Guinea Bissau. According to Countryaah.com, the political crisis that characterized 2016 continued this year as well. In May, the UN Security Council called on President José Mário Vaz to appoint a prime minister to be accepted by the State-carrying African Independence Party of Guinea-Bissau and Cape Verde (PAIGC). Vaz belongs to PAIGC himself but has ended up in a collision course with strong forces within the party and therefore sought support from the opposition when he wanted to replace the prime minister. In September 2015, an agreement was concluded with the help of the West African cooperation organization ECOWAS, which meant that a cooperation government would be formed and then govern the country for two years. Umaro Sissoco Embaló was then appointed new Prime Minister, but PAIGC has refused to approve him because the party was not asked for his appointment. The political stalemate still existed in October when a thousand opposition supporters gathered in the capital Bissau to demand the resignation of the government. Through efforts by the country’s security forces, the protesters were prevented even more. In December, the opposition rejected a crisis plan proposed by President Vaz and a few days later threatened ECOWAS with sanctions if Guinea-Bissau did not resolve the political crisis within two months.

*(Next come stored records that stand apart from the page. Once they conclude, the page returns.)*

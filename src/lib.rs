#![allow(clippy::collapsible_if)]

// Core modules
pub mod config;
pub mod models;
pub mod render;
pub mod simulation;
pub mod utils;

// Outer surfaces
pub mod headless;
pub mod ui;

// Re-export commonly used types
pub use models::{EstimateResult, SampleSet};
pub use render::{PlotImage, render, to_svg};
pub use simulation::{PointSampler, ScriptedPoints, UniformSquare, simulate, simulate_with};
pub use ui::PiEstimatorApp;

use std::path::PathBuf;

// CLI argument parsing
use clap::Parser;

use crate::config::SIMULATION;

#[derive(Parser, Debug, Clone)]
#[command(author, version, about, long_about = None)]
pub struct Cli {
    /// Run a single simulation in the terminal instead of opening the window
    #[arg(long, default_value_t = false)]
    pub headless: bool,

    /// Point count as a power of ten (10^EXPONENT points)
    #[arg(long, default_value_t = SIMULATION.default_exponent, value_parser = clap::value_parser!(u32).range(1..=6))]
    pub exponent: u32,

    /// Exact point count; overrides --exponent and accepts any non-negative integer
    #[arg(long)]
    pub points: Option<usize>,

    /// Seed the sampler for a reproducible run
    #[arg(long)]
    pub seed: Option<u64>,

    /// Print the result as JSON
    #[arg(long, default_value_t = false)]
    pub json: bool,

    /// Write the rendered plot to this SVG file
    #[arg(long)]
    pub svg: Option<PathBuf>,

    /// Side length of the SVG plot area in pixels
    #[arg(long, default_value_t = 600, value_parser = clap::value_parser!(u32).range(100..=4000))]
    pub svg_size: u32,
}

impl Cli {
    /// Number of points requested on the command line.
    pub fn point_count(&self) -> usize {
        self.points
            .unwrap_or_else(|| SIMULATION.points_for_exponent(self.exponent))
    }
}

/// Main application entry point - creates the GUI app
/// This is the public API for the binary to call
pub fn run_app(cc: &eframe::CreationContext) -> Box<dyn eframe::App> {
    Box::new(ui::PiEstimatorApp::new(cc))
}

#[cfg(test)]
mod tests {
    use super::*;

    #[test]
    fn cli_defaults_to_thousand_points() {
        let cli = Cli::parse_from(["pi-estimator"]);
        assert!(!cli.headless);
        assert_eq!(cli.point_count(), 1_000);
    }

    #[test]
    fn explicit_points_override_exponent() {
        let cli = Cli::parse_from(["pi-estimator", "--headless", "--exponent", "5", "--points", "0"]);
        assert_eq!(cli.point_count(), 0);
    }

    #[test]
    fn exponent_outside_slider_range_is_rejected() {
        assert!(Cli::try_parse_from(["pi-estimator", "--exponent", "7"]).is_err());
        assert!(Cli::try_parse_from(["pi-estimator", "--exponent", "0"]).is_err());
    }
}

In May, President Vaz temporarily halted all sales of cashew nuts, one of the country’s most important export goods. The reason was that international buyers proved to pay at least twice as much for cashew nuts in Senegal. When the trade was allowed again, the buyers paid record high prices, which in combination with increased exports gave growers large revenue increases and the country needed much economic growth. Since the vast majority of all exported cashews are sold in untreated condition, Guinea-Bissau could profit even more from the trade. But then investments are required that make it possible to refine the raw material in the country.
In September, salary payments were suspended to one-third of the country’s public employees. In total, there were about 4,000 suspected so-called ghost workers who are on the payrolls without really working for the state. These persons may be deceased, have retired or for other reasons no longer perform their duties.